40-Tesla Superconducting Magnet

For the building of a proposed 40-tesla superconducting magnet, MagLab scientists and engineers are studying four different technologies. They are (clockwise from upper left): Bi-2212, non-insulated REBCO, insulated REBCO and Bi-2223. For the building of a proposed 40-tesla superconducting magnet, MagLab scientists and engineers are studying four different technologies. They are (clockwise from upper left): Bi-2212, non-insulated REBCO, insulated REBCO and Bi-2223.

A 40-T superconducting magnet would enable scientists to run their experiments longer at peak field in a more stable, homogenous magnetic field.

In September 2018, the National Science Foundation (NSF) awarded $4.2 million to the National MagLab to launch a research and development effort for the next generation of high-field superconducting magnets. The goal is to create a magnet with a 34-mm bore and capable of generating a field of 40 teslas, which is 8 teslas stronger than the existing world-record superconducting magnet recently completed at the MagLab.

In this preliminary phase of magnet development, scientists and engineers at the MagLab are studying four possible approaches to building a new kind of magnet using high-temperature superconductors.

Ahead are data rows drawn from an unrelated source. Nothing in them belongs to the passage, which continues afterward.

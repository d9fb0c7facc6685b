use std::path::{Path, PathBuf};

use indexmap::IndexMap;
use serde::Deserialize;

use crate::error::{Error, Result};
use crate::types::EntityKind;

// ---------------------------------------------------------------------------
// Manifest  (corpus/manifest.yml)
// ---------------------------------------------------------------------------

/// Top-level corpus manifest. Every file the engine reads at init is listed
/// here; a listed file missing on disk fails init with the offending path.
#[derive(Debug, Deserialize)]
pub(crate) struct Manifest {
    pub gazetteers: Vec<GazetteerSpec>,
    pub keywords: KeywordPaths,
    pub tables: String,
}

#[derive(Debug, Deserialize)]
pub(crate) struct GazetteerSpec {
    pub path: String,
    /// Entity kind this file feeds (person, org, loc, gpe).
    pub kind: String,
    /// Default subcategory for entries without an inline tag.
    #[serde(default)]
    pub subcategory: Option<String>,
}

#[derive(Debug, Deserialize)]
pub(crate) struct KeywordPaths {
    pub domains: String,
    pub doc_types: String,
}

// ---------------------------------------------------------------------------
// Keyword-weight files  (corpus/keywords/*.yml)
//
// Format: category -> { weight: float, keywords: {string -> float} }
// Both weights default to 1.0.
// ---------------------------------------------------------------------------

#[derive(Debug, Deserialize)]
pub(crate) struct KeywordCategory {
    #[serde(default = "default_weight")]
    pub weight: f64,
    pub keywords: IndexMap<String, f64>,
}

fn default_weight() -> f64 {
    1.0
}

/// Uses IndexMap so error messages and stats report categories in file order.
pub(crate) type KeywordFile = IndexMap<String, KeywordCategory>;

// ---------------------------------------------------------------------------
// Gazetteer files  (corpus/{people,orgs,loc,gpe}/*.txt)
//
// One surface form per line; optional tab-separated subcategory tag
// overriding the file default. `#` comments and blank lines are skipped.
// ---------------------------------------------------------------------------

#[derive(Debug, Clone)]
pub(crate) struct GazetteerEntry {
    pub surface: String,
    pub kind: EntityKind,
    pub subcategory: Option<String>,
}

pub(crate) fn load_manifest(dir: &Path) -> Result<Manifest> {
    let path = dir.join("manifest.yml");
    if !path.exists() {
        return Err(Error::MissingCorpusFile { path });
    }
    let content = std::fs::read_to_string(&path)?;
    Ok(serde_yaml::from_str(&content)?)
}

/// Read one file from the corpus directory, mapping a missing file to
/// `MissingCorpusFile` so the manifest contract holds.
pub(crate) fn read_corpus_file(dir: &Path, rel: &str) -> Result<(PathBuf, String)> {
    let path = dir.join(rel);
    if !path.exists() {
        return Err(Error::MissingCorpusFile { path });
    }
    let content = std::fs::read_to_string(&path)?;
    Ok((path, content))
}

pub(crate) fn load_keyword_file(dir: &Path, rel: &str) -> Result<KeywordFile> {
    let (_, content) = read_corpus_file(dir, rel)?;
    Ok(serde_yaml::from_str(&content)?)
}

pub(crate) fn load_gazetteer(dir: &Path, spec: &GazetteerSpec) -> Result<Vec<GazetteerEntry>> {
    let kind = EntityKind::from_str(&spec.kind).ok_or_else(|| Error::Corpus {
        detail: format!("unknown gazetteer kind `{}` in {}", spec.kind, spec.path),
    })?;

    let (_, content) = read_corpus_file(dir, &spec.path)?;
    let mut entries = Vec::new();
    for line in content.lines() {
        let line = line.trim();
        if line.is_empty() || line.starts_with('#') {
            continue;
        }
        let (surface, tag) = match line.split_once('\t') {
            Some((s, t)) => (s.trim(), Some(t.trim().to_string())),
            None => (line, None),
        };
        if surface.is_empty() {
            continue;
        }
        entries.push(GazetteerEntry {
            surface: surface.to_string(),
            kind,
            subcategory: tag.or_else(|| spec.subcategory.clone()),
        });
    }
    Ok(entries)
}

Superconducting magnets feature two increasingly important advantages over resistive magnets, including the MagLab's 45-tesla hybrid magnet. The first is their virtually limitless time at peak magnetic field. The MagLab's user community is finding it increasingly necessary to perform experiments at fixed high magnetic fields for extended periods of time while other experimental parameters are being tuned to probe the physical phenomenon of interest. This ability to "sit" at high fields is critical, for example, in spectroscopic studies that range from the traditional (optics and tunneling) to the more recently developed multiple-gate spectroscopies used to tune electron interactions in low dimensional materials. These and other experiments, like angular-dependence studies, pressure-dependence studies, and mapping of complex phase diagrams, often span a multi-dimensional phase space that demands long times at peak magnetic field.

The second advantage of superconducting magnets is lower experimental noise levels. Resistive magnet coils feature increased noise floors due to electrical noise coupled from the magnet’s DC power supplies and acoustic noise arising from cooling water that generates vibrations and microphonic voltages in experimental circuits. Many of the same experimental techniques listed above demand a quiet environment to develop sufficient experimental signal-to-noise, as do other techniques such as quadrupolar nuclear magnetic resonance (NMR) for condensed matter physics and state-of-the-art specific heat measurements on small samples.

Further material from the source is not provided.